Works with Rails 3.0+

Supports PostgreSQL, MySQL, and SQLite

Build Status

๐Ÿ’˜ Goes hand in hand with Chartkick

Usage

User.group_by_day(:created_at).count
# {
#   2013-04-16 00:00:00 UTC => 50,
#   2013-04-17 00:00:00 UTC => 100,
#   2013-04-18 00:00:00 UTC => 34
# }

Task.group_by_month(:updated_at).count
# {
#   2013-02-01 00:00:00 UTC => 84,
#   2013-03-01 00:00:00 UTC => 23,
#   2013-04-01 00:00:00 UTC => 44
# }

Goal.group_by_year(:accomplished_at).count
# {
#   2011-01-01 00:00:00 UTC => 7,
#   2012-01-01 00:00:00 UTC => 11,
#   2013-01-01 00:00:00 UTC => 3
# }

The default time zone is Time.zone. Pass a time zone as the second argument.

User.group_by_week(:created_at, "Pacific Time (US & Canada)").count
# {
#   2013-03-03 08:00:00 UTC => 80,
#   2013-03-10 08:00:00 UTC => 70,
#   2013-03-17 07:00:00 UTC => 54
# }

# equivalently
time_zone = ActiveSupport::TimeZone["Pacific Time (US & Canada)"]
User.group_by_week(:created_at, time_zone).count

Note: Weeks start on Sunday by default. For other days, use:

User.group_by_week(:created_at, :start => :mon) # first three letters of day

# must be the last argument
User.group_by_week(:created_at, time_zone, :start => :sat)

# change globally
Groupdate.week_start = :mon

You can also group by the day of the week or hour of the day.

# day of the week
User.group_by_day_of_week(:created_at).count
# {
#   0 => 54, # Sunday
#   1 => 2,  # Monday
#   ...
#   6 => 3   # Saturday
# }

# hour of the day
User.group_by_hour_of_day(:created_at, "Pacific Time (US & Canada)").count
# {
#   0 => 34,
#   1 => 61,
#   ...
#   23 => 12
# }

You can order results with:

User.group_by_day(:created_at).order("day asc").count

User.group_by_week(:created_at).order("week desc").count

User.group_by_hour_of_day(:created_at).order("hour_of_day asc").count

Use it with anywhere you can use group.

Task.completed.group_by_hour(:completed_at).average(:priority)

Go nuts!

Request.where(page: "/home").group_by_minute(:started_at).maximum(:request_time)

Show me the series ๐Ÿ’ฐ

You have two users - one created on May 2 and one on May 5.

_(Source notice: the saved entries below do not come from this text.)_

//! Binding errors.
//!
//! Every fallible operation returns a [`BindError`]: an [`ErrorKind`] plus the
//! location inside the bound structure where the failure happened. Locations
//! are collected while the error unwinds through nested codecs, so the
//! innermost segment is recorded first.

use alloc::boxed::Box;
use alloc::string::{String, ToString};
use alloc::sync::Arc;
use alloc::vec::Vec;
use core::{error, fmt};

use thiserror::Error;
use vc_token::{StreamError, TokenKind};

use crate::types::TypeDescriptor;

// -----------------------------------------------------------------------------
// ErrorKind

/// What went wrong, independent of where.
#[derive(Debug, Error, Clone)]
#[non_exhaustive]
pub enum ErrorKind {
    #[error("No codec found for `{ty}`")]
    NoCodecFound { ty: TypeDescriptor },

    #[error("No creator found for `{ty}`")]
    NoCreatorFound { ty: TypeDescriptor },

    #[error("Conflicting creators for `{ty}`: `{first}` and `{second}`")]
    ConflictingCreators {
        ty: TypeDescriptor,
        first: String,
        second: String,
    },

    #[error("Invalid definition of `{ty}`: {message}")]
    InvalidDefinition { ty: TypeDescriptor, message: String },

    #[error("Unrecognized property `{name}` for `{ty}` (known properties: {})", known.join(", "))]
    UnrecognizedProperty {
        name: String,
        ty: TypeDescriptor,
        known: Vec<String>,
    },

    #[error("Unexpected token for `{ty}`: expected {expected}, found {}", DisplayToken(*found))]
    UnexpectedToken {
        ty: TypeDescriptor,
        expected: &'static str,
        found: Option<TokenKind>,
    },

    #[error("Cannot instantiate abstract type `{ty}` without type metadata")]
    AbstractTypeNotInstantiable { ty: TypeDescriptor },

    #[error("Unknown type id `{id}` for `{ty}`")]
    InvalidTypeId { ty: TypeDescriptor, id: String },

    #[error("Failed to instantiate `{ty}`: {cause}")]
    InstantiationFailure {
        ty: TypeDescriptor,
        #[source]
        cause: Arc<dyn error::Error + Send + Sync>,
    },

    #[error("Cannot convert to `{ty}`: {message}")]
    ValueConversionFailure { ty: TypeDescriptor, message: String },

    #[error("Null key in map `{ty}`")]
    NullKey { ty: TypeDescriptor },

    #[error(transparent)]
    Stream(#[from] StreamError),

    #[error("{0}")]
    Custom(String),
}

struct DisplayToken(Option<TokenKind>);

impl fmt::Display for DisplayToken {
    fn fmt(&self, f: &mut fmt::Formatter<'_>) -> fmt::Result {
        match self.0 {
            Some(kind) => fmt::Display::fmt(&kind, f),
            None => f.pad("end of input"),
        }
    }
}

// -----------------------------------------------------------------------------
// PathSegment

/// One step into a bound structure.
#[derive(Debug, Clone, PartialEq, Eq)]
pub enum PathSegment {
    Property(String),
    Index(usize),
    Key(String),
}

impl fmt::Display for PathSegment {
    fn fmt(&self, f: &mut fmt::Formatter<'_>) -> fmt::Result {
        match self {
            Self::Property(name) => write!(f, ".{name}"),
            Self::Index(index) => write!(f, "[{index}]"),
            Self::Key(key) => write!(f, "[{key:?}]"),
        }
    }
}

// -----------------------------------------------------------------------------
// BindError

/// The error type of every binding operation.
///
/// `BindError` is cheap to clone so that build failures can be cached and
/// returned again without rebuilding.
///
/// # Examples
///
/// ```
/// use vc_bind::error::{BindError, ErrorKind};
/// use vc_bind::types::TypeDescriptor;
///
/// let err = BindError::from(ErrorKind::NoCreatorFound { ty: TypeDescriptor::bean("User") })
///     .with_property("owner")
///     .with_index(2)
///     .with_property("items");
///
/// assert_eq!(err.path_string(), "$.items[2].owner");
/// assert!(err.is_definition_error());
/// ```
#[derive(Clone)]
pub struct BindError {
    kind: Box<ErrorKind>,
    // Innermost segment first.
    path: Vec<PathSegment>,
}

impl BindError {
    #[inline]
    pub fn new(kind: ErrorKind) -> Self {
        Self {
            kind: Box::new(kind),
            path: Vec::new(),
        }
    }

    /// A free-form error, typically raised by custom codecs.
    #[inline]
    pub fn custom(message: impl fmt::Display) -> Self {
        Self::new(ErrorKind::Custom(message.to_string()))
    }

    /// Wraps the failure of a creator, setter or factory.
    #[inline]
    pub fn instantiation(ty: &TypeDescriptor, cause: impl error::Error + Send + Sync + 'static) -> Self {
        Self::new(ErrorKind::InstantiationFailure {
            ty: ty.clone(),
            cause: Arc::new(cause),
        })
    }

    /// Attributes a failure raised inside a creator body to `ty`.
    ///
    /// Errors about the input or about type definitions pass through
    /// unchanged; anything else becomes an [`ErrorKind::InstantiationFailure`]
    /// whose source is the original error.
    pub fn raised_by(self, ty: &TypeDescriptor) -> Self {
        match *self.kind {
            ErrorKind::Custom(_) => Self::instantiation(ty, self),
            ErrorKind::NoCodecFound { .. }
            | ErrorKind::NoCreatorFound { .. }
            | ErrorKind::ConflictingCreators { .. }
            | ErrorKind::InvalidDefinition { .. }
            | ErrorKind::UnrecognizedProperty { .. }
            | ErrorKind::UnexpectedToken { .. }
            | ErrorKind::AbstractTypeNotInstantiable { .. }
            | ErrorKind::InvalidTypeId { .. }
            | ErrorKind::InstantiationFailure { .. }
            | ErrorKind::ValueConversionFailure { .. }
            | ErrorKind::NullKey { .. }
            | ErrorKind::Stream(_) => self,
        }
    }

    #[inline]
    pub fn conversion(ty: &TypeDescriptor, message: impl fmt::Display) -> Self {
        Self::new(ErrorKind::ValueConversionFailure {
            ty: ty.clone(),
            message: message.to_string(),
        })
    }

    #[inline]
    pub fn unexpected_token(
        ty: &TypeDescriptor,
        expected: &'static str,
        found: Option<TokenKind>,
    ) -> Self {
        Self::new(ErrorKind::UnexpectedToken {
            ty: ty.clone(),
            expected,
            found,
        })
    }

    #[inline]
    pub fn invalid_definition(ty: &TypeDescriptor, message: impl fmt::Display) -> Self {
        Self::new(ErrorKind::InvalidDefinition {
            ty: ty.clone(),
            message: message.to_string(),
        })
    }

    #[inline]
    pub fn kind(&self) -> &ErrorKind {
        &self.kind
    }

    /// Path segments from the root of the structure to the failure.
    pub fn path(&self) -> impl Iterator<Item = &PathSegment> {
        self.path.iter().rev()
    }

    /// The failure location rendered as `$.a[0].b`.
    pub fn path_string(&self) -> String {
        let mut out = String::from("$");
        for segment in self.path() {
            out.push_str(&segment.to_string());
        }
        out
    }

    /// Returns `true` for errors caused by the definition of a type rather
    /// than by the data being bound. These are cached by the provider.
    pub fn is_definition_error(&self) -> bool {
        matches!(
            *self.kind,
            ErrorKind::NoCodecFound { .. }
                | ErrorKind::NoCreatorFound { .. }
                | ErrorKind::ConflictingCreators { .. }
                | ErrorKind::InvalidDefinition { .. }
        )
    }

    #[inline]
    pub fn with_property(mut self, name: &str) -> Self {
        self.path.push(PathSegment::Property(String::from(name)));
        self
    }

    #[inline]
    pub fn with_index(mut self, index: usize) -> Self {
        self.path.push(PathSegment::Index(index));
        self
    }

    #[inline]
    pub fn with_key(mut self, key: impl fmt::Display) -> Self {
        self.path.push(PathSegment::Key(key.to_string()));
        self
    }
}

impl From<ErrorKind> for BindError {
    #[inline]
    fn from(kind: ErrorKind) -> Self {
        Self::new(kind)
    }
}

impl From<StreamError> for BindError {
    #[inline]
    fn from(err: StreamError) -> Self {
        Self::new(ErrorKind::Stream(err))
    }
}

impl fmt::Display for BindError {
    fn fmt(&self, f: &mut fmt::Formatter<'_>) -> fmt::Result {
        if self.path.is_empty() {
            fmt::Display::fmt(&self.kind, f)
        } else {
            write!(f, "{} (at {})", self.kind, self.path_string())
        }
    }
}

impl fmt::Debug for BindError {
    fn fmt(&self, f: &mut fmt::Formatter<'_>) -> fmt::Result {
        f.debug_struct("BindError")
            .field("kind", &self.kind)
            .field("path", &self.path_string())
            .finish()
    }
}

impl error::Error for BindError {
    #[inline]
    fn source(&self) -> Option<&(dyn error::Error + 'static)> {
        self.kind.source()
    }
}

// -----------------------------------------------------------------------------
// Tests

#[cfg(test)]
mod tests {
    use core::error::Error as _;

    use super::*;

    #[derive(Debug, Error)]
    #[error("disk on fire")]
    struct Fire;

    #[test]
    fn instantiation_preserves_cause() {
        let err = BindError::instantiation(&TypeDescriptor::bean("Disk"), Fire);
        assert_eq!(err.to_string(), "Failed to instantiate `Disk`: disk on fire");
        assert_eq!(err.source().unwrap().to_string(), "disk on fire");
    }

    #[test]
    fn creator_failures_name_the_type() {
        let ty = TypeDescriptor::bean("Disk");
        let err = BindError::custom("negative size").raised_by(&ty);
        let ErrorKind::InstantiationFailure { ty: failed, .. } = err.kind() else {
            panic!("unexpected error {err}");
        };
        assert_eq!(failed, &ty);
        assert_eq!(err.source().unwrap().to_string(), "negative size");

        let input = BindError::conversion(&ty, "not a number").raised_by(&ty);
        assert!(matches!(input.kind(), ErrorKind::ValueConversionFailure { .. }));
        let definition = BindError::invalid_definition(&ty, "bad").raised_by(&ty);
        assert!(definition.is_definition_error());
    }

    #[test]
    fn display_includes_path() {
        let err = BindError::custom("bad").with_key("k").with_property("map");
        assert_eq!(err.to_string(), r#"bad (at $.map["k"])"#);
        assert!(!err.is_definition_error());
    }

    #[test]
    fn stream_errors_stay_stream_errors() {
        let err = BindError::from(StreamError::UnexpectedEof);
        assert!(matches!(err.kind(), ErrorKind::Stream(StreamError::UnexpectedEof)));
        assert_eq!(err.to_string(), StreamError::UnexpectedEof.to_string());
    }
}
use alloc::string::String;
use alloc::sync::Arc;
use core::any::Any;
use core::fmt;

use vc_token::TokenSink;

use crate::codec::{Decoder, EncodeContext, Encoder, LinkedCodec, ValueWriter};
use crate::config::Inclusion;
use crate::error::BindError;
use crate::introspect::{AccessorKind, GetFn, SetFn};
use crate::provider::Provider;
use crate::types::TypeDescriptor;
use crate::value::Value;

// -----------------------------------------------------------------------------
// PropertyDescriptor

/// A property the bean decoder can bind.
///
/// Creator arguments carry their argument index and no setter: they are
/// consumed by the creator and never assigned afterwards.
pub struct PropertyDescriptor {
    name: String,
    accessor: AccessorKind,
    decoder: LinkedCodec<dyn Decoder>,
    setter: Option<SetFn>,
    creator_index: Option<usize>,
}

impl PropertyDescriptor {
    /// A property written through `setter`.
    pub fn settable(
        name: impl Into<String>,
        ty: TypeDescriptor,
        accessor: AccessorKind,
        setter: SetFn,
    ) -> Self {
        Self {
            name: name.into(),
            accessor,
            decoder: LinkedCodec::new(ty),
            setter: Some(setter),
            creator_index: None,
        }
    }

    /// Argument `index` of a property-based creator.
    pub fn creator_argument(name: impl Into<String>, ty: TypeDescriptor, index: usize) -> Self {
        Self {
            name: name.into(),
            accessor: AccessorKind::CreatorArgument,
            decoder: LinkedCodec::new(ty),
            setter: None,
            creator_index: Some(index),
        }
    }

    /// Fixes the decoder instead of resolving it at link time.
    pub fn with_decoder(mut self, decoder: Arc<dyn Decoder>) -> Self {
        self.decoder = LinkedCodec::with_codec(self.decoder.descriptor().clone(), decoder);
        self
    }

    #[inline]
    pub fn name(&self) -> &str {
        &self.name
    }

    #[inline]
    pub fn descriptor(&self) -> &TypeDescriptor {
        self.decoder.descriptor()
    }

    #[inline]
    pub fn accessor(&self) -> AccessorKind {
        self.accessor
    }

    #[inline]
    pub fn creator_index(&self) -> Option<usize> {
        self.creator_index
    }

    #[inline]
    pub fn decoder(&self, provider: &Provider) -> Result<Arc<dyn Decoder>, BindError> {
        self.decoder.get(provider)
    }

    /// Assigns `value` to `instance`. Creator arguments ignore the call.
    #[inline]
    pub fn set(&self, instance: &mut dyn Any, value: Value) -> Result<(), BindError> {
        match &self.setter {
            Some(setter) => setter(instance, value),
            None => Ok(()),
        }
    }

    #[inline]
    pub fn link(&self, provider: &Provider) -> Result<(), BindError> {
        self.decoder.link(provider)
    }
}

impl fmt::Debug for PropertyDescriptor {
    fn fmt(&self, f: &mut fmt::Formatter<'_>) -> fmt::Result {
        f.debug_struct("PropertyDescriptor")
            .field("name", &self.name)
            .field("accessor", &self.accessor)
            .field("decoder", &self.decoder)
            .field("creator_index", &self.creator_index)
            .finish_non_exhaustive()
    }
}

// -----------------------------------------------------------------------------
// PropertyWriter

/// A property the bean encoder writes.
pub struct PropertyWriter {
    name: String,
    getter: GetFn,
    writer: ValueWriter,
    inclusion: Option<Inclusion>,
}

impl PropertyWriter {
    pub fn new(name: impl Into<String>, ty: TypeDescriptor, getter: GetFn) -> Self {
        Self {
            name: name.into(),
            getter,
            writer: ValueWriter::for_type(ty),
            inclusion: None,
        }
    }

    pub fn with_encoder(mut self, encoder: Arc<dyn Encoder>) -> Self {
        self.writer = ValueWriter::with_encoder(self.writer.declared().clone(), encoder);
        self
    }

    #[inline]
    pub fn with_inclusion(mut self, inclusion: Option<Inclusion>) -> Self {
        self.inclusion = inclusion;
        self
    }

    #[inline]
    pub fn name(&self) -> &str {
        &self.name
    }

    #[inline]
    pub fn descriptor(&self) -> &TypeDescriptor {
        self.writer.declared()
    }

    /// Writes the field name and value, unless the inclusion rule skips it.
    ///
    /// Returns whether the property was written.
    pub fn write(
        &self,
        instance: &dyn Any,
        sink: &mut dyn TokenSink,
        ctx: &EncodeContext<'_>,
    ) -> Result<bool, BindError> {
        let annotate = |err: BindError| err.with_property(&self.name);
        let value = (self.getter)(instance).map_err(annotate)?;
        let included = match self.inclusion.unwrap_or(ctx.config().inclusion) {
            Inclusion::Always => true,
            Inclusion::NonNull => !value.is_null(),
            Inclusion::NonEmpty => !self.writer.is_empty(&value, ctx).map_err(annotate)?,
        };
        if included {
            sink.write_field_name(&self.name)?;
            self.writer.write(&value, sink, ctx).map_err(annotate)?;
        }
        Ok(included)
    }

    #[inline]
    pub fn link(&self, provider: &Provider) -> Result<(), BindError> {
        self.writer.link(provider)
    }
}

impl fmt::Debug for PropertyWriter {
    fn fmt(&self, f: &mut fmt::Formatter<'_>) -> fmt::Result {
        f.debug_struct("PropertyWriter")
            .field("name", &self.name)
            .field("writer", &self.writer)
            .field("inclusion", &self.inclusion)
            .finish_non_exhaustive()
    }
}

// -----------------------------------------------------------------------------
// DelegateWriter

/// Writes a whole instance as the one value its value getter returns.
pub struct DelegateWriter {
    getter: GetFn,
    writer: ValueWriter,
}

impl DelegateWriter {
    pub fn new(ty: TypeDescriptor, getter: GetFn) -> Self {
        Self {
            getter,
            writer: ValueWriter::for_type(ty),
        }
    }

    #[inline]
    pub fn descriptor(&self) -> &TypeDescriptor {
        self.writer.declared()
    }

    pub fn write(
        &self,
        instance: &dyn Any,
        sink: &mut dyn TokenSink,
        ctx: &EncodeContext<'_>,
    ) -> Result<(), BindError> {
        let value = (self.getter)(instance)?;
        self.writer.write(&value, sink, ctx)
    }

    #[inline]
    pub fn link(&self, provider: &Provider) -> Result<(), BindError> {
        self.writer.link(provider)
    }
}

impl fmt::Debug for DelegateWriter {
    fn fmt(&self, f: &mut fmt::Formatter<'_>) -> fmt::Result {
        f.debug_struct("DelegateWriter")
            .field("writer", &self.writer)
            .finish_non_exhaustive()
    }
}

User.group_by_day(:created_at).count
# {
#   2013-05-02 00:00:00 UTC => 1,
#   2013-05-05 00:00:00 UTC => 1
# }

Awesome, but you want to see the first week of May. Pass a range as the third argument.

# pretend today is May 7
time_range = 6.days.ago..Time.now

User.group_by_day(:created_at, Time.zone, time_range).count
# {
#   2013-05-01 00:00:00 UTC => 0,
#   2013-05-02 00:00:00 UTC => 1,
#   2013-05-03 00:00:00 UTC => 0,
#   2013-05-04 00:00:00 UTC => 0,
#   2013-05-05 00:00:00 UTC => 1,
#   2013-05-06 00:00:00 UTC => 0,
#   2013-05-07 00:00:00 UTC => 0
# }

User.group_by_day_of_week(:created_at, Time.zone, time_range).count
# {
#   0 => 0,
#   1 => 1,
#   2 => 0,
#   3 => 0,
#   4 => 1,
#   5 => 0,
#   6 => 0
# }

Results are returned in ascending order, so no need to sort.

Also, this form of the method returns a Groupdate::Series instead of an ActiveRecord::Relation. ActiveRecord::Relation method calls (like where and joins) should come before this.

Installation

Add this line to your application's Gemfile:

gem 'groupdate'

For MySQL

Time zone support must be installed on the server.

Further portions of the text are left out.